Man kann mittels eines Target-Screenings gezielt nach einer bestimmten Mutation suchen – also beispielsweise nach der britischen oder der südafrikanischen Variante des Virus. Oder aber man untersucht, welche Varianten überhaupt in der Probe vorhanden sind.

Norbert Kreuzinger
Norbert Kreuzinger: „Man kann mittels eines Target-Screenings gezielt nach einer bestimmten Mutation suchen – also beispielsweise nach der britischen oder der südafrikanischen Variante des Virus.“

Die Kollegen um Heribert Insam von der Uni Innsbruck konnten zeigen, dass in einer Kläranlage bis zu acht verschiedene Varianten des Corona-Virus vertreten sind. Derzeit sind vor allem eben die britische und die südafrikanische Mutation interessant, weil das die ansteckendsten sind.

Funktioniert das auch bei kleineren Kläranlagen?

Kläranlagen haben ein Einzugsgebiet von wenigen Menschen bis zu zwei Millionen. Anlagen für weniger als 10.000 Menschen zu untersuchen ist nicht so sinnvoll. Allerdings hängt es natürlich davon ab, was man herausfinden will. Wenn man etwa wissen will, ob es in einem Ort Auffälligkeiten gibt, dann kann es auch bei einer kleineren Kläranlage sinnvoll sein, Proben zu untersuchen.
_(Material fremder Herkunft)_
//! Stack pool allocator for thread stacks.
//!
//! Every spawned thread owns one [`Stack`]. Stacks are freed by `Drop`, so
//! a stack region is released exactly once no matter which path (thread
//! reclamation, pool eviction, runtime teardown) lets go of it. Released
//! stacks are cached up to a configurable limit and handed out again.

use portable_atomic::{AtomicUsize, Ordering};
use std::alloc::{alloc, dealloc, handle_alloc_error, Layout};
use std::ptr::NonNull;
use std::sync::Arc;

use crate::errors::{MemoryError, ThreadResult};

/// Alignment of every stack region.
const STACK_ALIGN: usize = 4096;

/// Value written at the lowest address of each stack.
pub const STACK_CANARY: u64 = 0xDEAD_BEEF_CAFE_BABE;

/// Allocation counters shared between a pool and the stacks it created.
#[derive(Debug, Default)]
pub struct StackCounters {
    /// Number of stack regions allocated
    allocated: AtomicUsize,
    /// Number of stack regions returned to the allocator
    freed: AtomicUsize,
    /// Number of allocations served from the cache
    reused: AtomicUsize,
}

/// Snapshot of [`StackCounters`].
#[derive(Debug, Clone, Copy, Default, PartialEq, Eq)]
pub struct StackStats {
    pub allocated: usize,
    pub freed: usize,
    pub reused: usize,
}

impl StackCounters {
    pub fn snapshot(&self) -> StackStats {
        StackStats {
            allocated: self.allocated.load(Ordering::Acquire),
            freed: self.freed.load(Ordering::Acquire),
            reused: self.reused.load(Ordering::Acquire),
        }
    }
}

/// An owned, page-aligned stack region.
pub struct Stack {
    /// Lowest address of the region
    memory: NonNull<u8>,
    /// Region size in bytes
    size: usize,
    counters: Arc<StackCounters>,
}

impl Stack {
    /// Get the stack size in bytes.
    pub fn size(&self) -> usize {
        self.size
    }

    /// Highest usable address, aligned down to 16 bytes.
    ///
    /// Stacks grow downwards, so this is the initial stack pointer.
    pub fn stack_top(&self) -> *mut u8 {
        let top = self.memory.as_ptr() as usize + self.size;
        (top & !0xF) as *mut u8
    }

    /// Lowest address of the region.
    pub fn stack_limit(&self) -> *const u8 {
        self.memory.as_ptr()
    }

    /// Write the canary at the lowest address of the stack.
    pub fn install_canary(&self) {
        let canary_location = self.memory.as_ptr() as *mut u64;
        // SAFETY: the region is at least MIN_STACK_SIZE bytes and 4096-aligned.
        unsafe { canary_location.write(STACK_CANARY) };
    }

    /// Check whether the canary survived.
    ///
    /// A clobbered canary means the thread ran past the end of its stack.
    pub fn check_canary(&self) -> bool {
        let canary_location = self.memory.as_ptr() as *const u64;
        // SAFETY: see `install_canary`.
        unsafe { canary_location.read() == STACK_CANARY }
    }

    fn layout(size: usize) -> Result<Layout, MemoryError> {
        Layout::from_size_align(size, STACK_ALIGN).map_err(|_| MemoryError::InvalidLayout(size))
    }
}

impl Drop for Stack {
    fn drop(&mut self) {
        if let Ok(layout) = Self::layout(self.size) {
            // SAFETY: `memory` came from `alloc` with this exact layout and
            // `Stack` is neither `Clone` nor `Copy`.
            unsafe { dealloc(self.memory.as_ptr(), layout) };
            self.counters.freed.fetch_add(1, Ordering::AcqRel);
        }
    }
}

impl core::fmt::Debug for Stack {
    fn fmt(&self, f: &mut core::fmt::Formatter<'_>) -> core::fmt::Result {
        f.debug_struct("Stack")
            .field("base", &self.memory)
            .field("size", &self.size)
            .finish()
    }
}

/// Pool of equally sized thread stacks.
pub struct StackPool {
    stack_size: usize,
    capacity: usize,
    free_stacks: Vec<Stack>,
    counters: Arc<StackCounters>,
}

impl StackPool {
    /// Create a pool handing out stacks of `stack_size` bytes and caching at
    /// most `capacity` released stacks.
    pub fn new(stack_size: usize, capacity: usize) -> Self {
        Self {
            stack_size,
            capacity,
            free_stacks: Vec::with_capacity(capacity),
            counters: Arc::new(StackCounters::default()),
        }
    }

    /// Allocate a stack, reusing a cached one when available.
    ///
    /// Running out of memory is fatal: the process aborts through
    /// [`handle_alloc_error`].
    pub fn allocate(&mut self) -> ThreadResult<Stack> {
        if let Some(stack) = self.free_stacks.pop() {
            self.counters.reused.fetch_add(1, Ordering::AcqRel);
            stack.install_canary();
            return Ok(stack);
        }

        let layout = Stack::layout(self.stack_size)?;
        // SAFETY: layout has a non-zero size (validated by RuntimeConfig).
        let memory = unsafe { alloc(layout) };
        let memory = match NonNull::new(memory) {
            Some(memory) => memory,
            None => handle_alloc_error(layout),
        };

        self.counters.allocated.fetch_add(1, Ordering::AcqRel);
        let stack = Stack {
            memory,
            size: self.stack_size,
            counters: Arc::clone(&self.counters),
        };
        stack.install_canary();
        Ok(stack)
    }

    /// Return a stack to the pool for reuse.
    ///
    /// The stack is freed instead when the cache is full.
    pub fn release(&mut self, stack: Stack) {
        if !stack.check_canary() {
            log::warn!(
                "stack at {:p} overflowed its {} bytes; discarding it",
                stack.stack_limit(),
                stack.size()
            );
            return;
        }
        if self.free_stacks.len() < self.capacity && stack.size() == self.stack_size {
            self.free_stacks.push(stack);
        }
    }

    /// Number of cached stacks.
    #[cfg(test)]
    fn cached(&self) -> usize {
        self.free_stacks.len()
    }

    /// Shared counters, valid after the pool is dropped.
    pub fn counters(&self) -> Arc<StackCounters> {
        Arc::clone(&self.counters)
    }
}

#[cfg(test)]
mod tests {
    use super::*;
    use crate::config::MIN_STACK_SIZE;

    #[test]
    fn test_stack_pool_basic() {
        let mut pool = StackPool::new(MIN_STACK_SIZE, 4);
        let stack = pool.allocate().unwrap();

        assert_eq!(stack.size(), MIN_STACK_SIZE);
        assert_eq!(stack.stack_top() as usize % 16, 0);
        assert!(stack.stack_top() as usize > stack.stack_limit() as usize);

        pool.release(stack);
        assert_eq!(pool.cached(), 1);

        let again = pool.allocate().unwrap();
        assert_eq!(pool.cached(), 0);
        drop(again);

        let stats = pool.counters().snapshot();
        assert_eq!(stats.allocated, 1);
        assert_eq!(stats.reused, 1);
        assert_eq!(stats.freed, 1);
    }

    #[test]
    fn test_stack_canary() {
        let mut pool = StackPool::new(MIN_STACK_SIZE, 0);
        let stack = pool.allocate().unwrap();
        assert!(stack.check_canary());

        // SAFETY: overwrite the canary inside the owned region.
        unsafe { (stack.stack_limit() as *mut u64).write(0x1234_5678_9ABC_DEF0) };
        assert!(!stack.check_canary());

        pool.release(stack);
        assert_eq!(pool.cached(), 0);
        assert_eq!(pool.counters().snapshot().freed, 1);
    }

    #[test]
    fn test_counters_outlive_pool() {
        let mut pool = StackPool::new(MIN_STACK_SIZE, 8);
        let stacks: Vec<Stack> = (0..5).map(|_| pool.allocate().unwrap()).collect();
        for stack in stacks {
            pool.release(stack);
        }
        let counters = pool.counters();
        drop(pool);

        let stats = counters.snapshot();
        assert_eq!(stats.allocated, 5);
        assert_eq!(stats.freed, 5);
    }
}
Will man jedoch einen Überblick über die Corona-Situation in einem Bundesland oder in ganz Österreich, dann man muss sich auf große Anlagen fokussieren.

Wenn man aber weiß, dass es in einer Gemeinde einen Corona-Hotspot gibt, kann man anhand der Abwässer sehen, was genau los ist?

Das wäre möglich. Noch wichtiger ist es aber, wenn man gar noch nicht weiß, dass man einen Hotspot in der Gemeinde hat.

Können alle Gemeinden Ihre Dienste in Anspruch nehmen und eine Abwasseranalyse beauftragen?

Das ist leider nicht möglich. Die Analysen, die wir derzeit machen, sind Teil eines Forschungsprojektes, bei dem wir herausfinden wollen, welche Möglichkeiten und Grenzen es gibt. Um reale Daten dafür zu bekommen, untersuchen wir die Abwässer von 27 Kläranlagen in ganz Österreich. Die AGES in Graz versucht aus den Daten ein Prognosemodell zu entwickeln. Aber einzelne Bundesländer haben bereits – oder sind dabei, ein breiteres Monitoring über mehrere Kläranlagen zu implementieren.

Die Gesundheitsbehörden haben erkannt, dass wir Informationen liefern können, die bisher nicht zur Verfügung standen. Immerhin können wir – unabhängig von Corona-Tests – eine sehr große Zahl von Menschen erfassen. Damit können wir Puzzlestücke für das Pandemie-Management liefern.

Was ist das Ziel des Forschungsprojektes?

Letzten Sommer waren die Infektionszahlen sehr niedrig, und viele haben gehofft, dass die Pandemie vorbei ist. Auch in den Abwässern waren nur wenige Viren nachweisbar. Anfang September konnten wir aber bereits feststellen, dass die Zahl der Infektionen wieder im Steigen war.

Andererseits sieht man, wenn man einen lokalen Lockdown hat, wie etwa im Bereich von St. Wolfgang letzten Sommer, dass die Fallzahlen nach zwei Wochen auch im Abwasser zurückgehen. Damit weiß man, dass die Maßnahmen, die gesetzt wurden, tatsächlich gegriffen haben.